■ **TASK GOAL**: Every line below that holds the string "optionally" should be copied.
————————
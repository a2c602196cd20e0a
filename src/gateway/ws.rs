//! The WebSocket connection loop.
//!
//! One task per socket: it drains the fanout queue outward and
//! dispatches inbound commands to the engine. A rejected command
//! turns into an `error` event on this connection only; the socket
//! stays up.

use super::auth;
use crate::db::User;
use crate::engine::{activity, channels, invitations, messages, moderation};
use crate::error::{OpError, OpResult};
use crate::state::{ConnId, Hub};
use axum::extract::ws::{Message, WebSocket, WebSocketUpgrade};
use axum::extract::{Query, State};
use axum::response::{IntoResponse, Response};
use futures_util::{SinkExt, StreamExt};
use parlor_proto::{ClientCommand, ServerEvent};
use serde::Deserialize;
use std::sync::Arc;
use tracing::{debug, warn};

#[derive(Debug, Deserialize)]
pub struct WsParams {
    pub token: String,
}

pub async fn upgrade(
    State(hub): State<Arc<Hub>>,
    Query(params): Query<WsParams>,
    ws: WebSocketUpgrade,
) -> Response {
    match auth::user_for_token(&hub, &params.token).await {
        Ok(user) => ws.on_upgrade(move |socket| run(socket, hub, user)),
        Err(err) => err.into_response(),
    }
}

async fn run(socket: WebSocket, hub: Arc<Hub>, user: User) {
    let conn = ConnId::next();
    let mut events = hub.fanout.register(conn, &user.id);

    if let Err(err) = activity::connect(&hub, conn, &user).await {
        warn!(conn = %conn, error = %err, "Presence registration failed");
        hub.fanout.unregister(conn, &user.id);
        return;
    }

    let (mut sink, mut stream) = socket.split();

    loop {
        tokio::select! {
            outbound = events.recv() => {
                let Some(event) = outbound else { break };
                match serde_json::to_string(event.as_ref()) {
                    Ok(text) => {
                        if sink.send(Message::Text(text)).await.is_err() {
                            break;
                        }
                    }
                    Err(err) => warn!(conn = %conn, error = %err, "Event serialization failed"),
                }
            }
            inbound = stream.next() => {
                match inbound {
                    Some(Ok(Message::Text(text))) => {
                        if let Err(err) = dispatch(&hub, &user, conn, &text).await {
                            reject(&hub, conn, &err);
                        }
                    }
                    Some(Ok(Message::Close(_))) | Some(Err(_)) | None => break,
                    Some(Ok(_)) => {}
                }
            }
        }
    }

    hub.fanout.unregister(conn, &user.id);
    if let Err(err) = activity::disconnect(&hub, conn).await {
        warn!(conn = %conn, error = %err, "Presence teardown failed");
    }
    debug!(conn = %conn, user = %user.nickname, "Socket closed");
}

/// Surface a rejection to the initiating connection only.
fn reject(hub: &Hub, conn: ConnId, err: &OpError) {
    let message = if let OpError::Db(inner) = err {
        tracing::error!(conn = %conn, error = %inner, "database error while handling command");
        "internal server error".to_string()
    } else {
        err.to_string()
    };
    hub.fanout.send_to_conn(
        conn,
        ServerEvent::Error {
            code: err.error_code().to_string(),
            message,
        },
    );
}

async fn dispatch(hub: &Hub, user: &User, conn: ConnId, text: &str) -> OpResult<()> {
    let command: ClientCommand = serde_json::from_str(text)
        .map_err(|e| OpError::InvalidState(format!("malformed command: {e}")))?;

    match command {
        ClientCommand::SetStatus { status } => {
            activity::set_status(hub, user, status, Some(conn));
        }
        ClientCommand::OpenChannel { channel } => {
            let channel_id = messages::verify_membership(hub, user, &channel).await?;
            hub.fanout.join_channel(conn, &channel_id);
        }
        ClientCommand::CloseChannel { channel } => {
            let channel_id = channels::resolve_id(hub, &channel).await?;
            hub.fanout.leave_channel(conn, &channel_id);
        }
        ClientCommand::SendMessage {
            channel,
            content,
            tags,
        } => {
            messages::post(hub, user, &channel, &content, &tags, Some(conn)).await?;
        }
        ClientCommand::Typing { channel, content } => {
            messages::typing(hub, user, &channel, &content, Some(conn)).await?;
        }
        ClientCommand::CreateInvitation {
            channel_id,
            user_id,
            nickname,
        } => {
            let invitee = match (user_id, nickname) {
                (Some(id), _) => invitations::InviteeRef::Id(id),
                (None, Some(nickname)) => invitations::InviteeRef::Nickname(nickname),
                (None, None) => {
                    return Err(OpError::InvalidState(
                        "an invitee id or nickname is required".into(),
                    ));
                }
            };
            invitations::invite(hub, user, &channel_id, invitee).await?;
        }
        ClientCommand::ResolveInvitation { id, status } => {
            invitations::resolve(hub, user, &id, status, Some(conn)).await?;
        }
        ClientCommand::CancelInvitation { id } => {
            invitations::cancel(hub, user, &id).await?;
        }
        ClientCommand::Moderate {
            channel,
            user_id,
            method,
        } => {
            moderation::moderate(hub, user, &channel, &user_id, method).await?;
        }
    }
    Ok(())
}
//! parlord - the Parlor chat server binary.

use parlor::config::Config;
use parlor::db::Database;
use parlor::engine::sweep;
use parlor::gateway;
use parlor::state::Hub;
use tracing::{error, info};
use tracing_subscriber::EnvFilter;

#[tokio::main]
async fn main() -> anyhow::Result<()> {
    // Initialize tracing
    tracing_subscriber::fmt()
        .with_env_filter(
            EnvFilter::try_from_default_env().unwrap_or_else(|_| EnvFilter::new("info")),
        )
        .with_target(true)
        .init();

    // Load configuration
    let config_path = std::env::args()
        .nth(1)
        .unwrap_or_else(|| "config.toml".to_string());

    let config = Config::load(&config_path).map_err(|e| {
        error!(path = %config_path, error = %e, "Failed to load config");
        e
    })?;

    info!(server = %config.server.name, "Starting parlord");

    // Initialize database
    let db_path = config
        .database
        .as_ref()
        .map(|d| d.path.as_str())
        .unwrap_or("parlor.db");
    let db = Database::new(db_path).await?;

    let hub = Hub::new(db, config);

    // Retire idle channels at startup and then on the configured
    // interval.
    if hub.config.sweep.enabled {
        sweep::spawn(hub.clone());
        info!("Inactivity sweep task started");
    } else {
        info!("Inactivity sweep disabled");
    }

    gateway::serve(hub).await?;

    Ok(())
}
————————
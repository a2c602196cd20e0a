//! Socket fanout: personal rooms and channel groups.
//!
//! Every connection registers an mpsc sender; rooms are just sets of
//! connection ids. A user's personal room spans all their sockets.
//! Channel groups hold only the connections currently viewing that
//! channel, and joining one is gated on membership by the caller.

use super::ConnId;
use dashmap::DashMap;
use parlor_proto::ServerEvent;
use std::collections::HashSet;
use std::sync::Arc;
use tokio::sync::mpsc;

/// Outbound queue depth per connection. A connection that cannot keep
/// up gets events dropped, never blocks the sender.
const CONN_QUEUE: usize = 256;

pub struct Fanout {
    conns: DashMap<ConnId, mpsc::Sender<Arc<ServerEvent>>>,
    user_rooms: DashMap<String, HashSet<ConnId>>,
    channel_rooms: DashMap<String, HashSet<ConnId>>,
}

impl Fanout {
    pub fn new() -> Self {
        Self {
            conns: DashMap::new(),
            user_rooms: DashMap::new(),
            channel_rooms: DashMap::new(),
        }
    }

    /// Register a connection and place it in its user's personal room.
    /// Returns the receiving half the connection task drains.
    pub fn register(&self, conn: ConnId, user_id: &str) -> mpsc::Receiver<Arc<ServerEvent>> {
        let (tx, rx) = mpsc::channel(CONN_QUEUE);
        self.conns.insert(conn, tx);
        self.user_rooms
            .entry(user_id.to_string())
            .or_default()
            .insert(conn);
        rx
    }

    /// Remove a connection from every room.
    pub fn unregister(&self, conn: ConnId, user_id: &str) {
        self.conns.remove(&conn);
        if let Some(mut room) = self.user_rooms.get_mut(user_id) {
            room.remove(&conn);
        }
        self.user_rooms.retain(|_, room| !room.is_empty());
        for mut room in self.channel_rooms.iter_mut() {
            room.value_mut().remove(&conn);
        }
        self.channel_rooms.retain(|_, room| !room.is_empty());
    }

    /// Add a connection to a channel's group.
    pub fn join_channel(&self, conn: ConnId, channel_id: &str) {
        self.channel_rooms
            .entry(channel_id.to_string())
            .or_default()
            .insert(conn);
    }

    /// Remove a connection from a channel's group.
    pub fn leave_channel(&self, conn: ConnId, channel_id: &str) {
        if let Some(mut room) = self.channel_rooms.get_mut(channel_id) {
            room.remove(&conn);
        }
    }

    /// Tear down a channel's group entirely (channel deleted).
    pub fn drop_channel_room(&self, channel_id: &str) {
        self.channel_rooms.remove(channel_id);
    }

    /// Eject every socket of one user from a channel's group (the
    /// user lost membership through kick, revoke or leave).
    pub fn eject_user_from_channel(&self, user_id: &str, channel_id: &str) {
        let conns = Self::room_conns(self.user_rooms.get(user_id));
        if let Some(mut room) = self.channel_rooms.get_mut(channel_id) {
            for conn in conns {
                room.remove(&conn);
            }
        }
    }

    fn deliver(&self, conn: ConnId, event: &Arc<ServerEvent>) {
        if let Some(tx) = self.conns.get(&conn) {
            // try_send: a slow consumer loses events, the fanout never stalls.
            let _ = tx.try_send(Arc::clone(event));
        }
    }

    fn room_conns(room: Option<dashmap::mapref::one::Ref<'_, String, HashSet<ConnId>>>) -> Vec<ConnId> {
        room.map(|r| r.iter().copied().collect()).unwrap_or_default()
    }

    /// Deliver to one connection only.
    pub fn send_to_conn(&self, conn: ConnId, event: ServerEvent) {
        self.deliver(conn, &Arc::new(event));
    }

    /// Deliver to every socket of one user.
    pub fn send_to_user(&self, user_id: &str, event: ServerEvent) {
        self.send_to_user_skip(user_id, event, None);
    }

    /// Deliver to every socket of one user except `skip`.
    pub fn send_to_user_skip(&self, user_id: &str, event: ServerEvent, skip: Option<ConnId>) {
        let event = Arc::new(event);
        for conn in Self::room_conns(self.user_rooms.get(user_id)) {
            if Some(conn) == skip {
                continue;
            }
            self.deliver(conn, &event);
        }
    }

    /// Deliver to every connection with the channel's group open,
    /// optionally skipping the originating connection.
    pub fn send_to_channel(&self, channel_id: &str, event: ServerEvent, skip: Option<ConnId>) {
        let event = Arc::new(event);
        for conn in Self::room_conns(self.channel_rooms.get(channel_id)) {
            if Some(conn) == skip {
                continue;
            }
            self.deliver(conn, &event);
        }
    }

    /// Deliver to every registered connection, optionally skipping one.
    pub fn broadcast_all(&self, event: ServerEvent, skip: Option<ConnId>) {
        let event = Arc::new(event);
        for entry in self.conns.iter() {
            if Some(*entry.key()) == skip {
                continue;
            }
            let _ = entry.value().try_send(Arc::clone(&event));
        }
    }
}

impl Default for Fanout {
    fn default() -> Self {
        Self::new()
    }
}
————————
■ **OUTPUT FOR THIS EXERCISE**:
    /// optionally skipping the originating connection.
    /// Deliver to every registered connection, optionally skipping one.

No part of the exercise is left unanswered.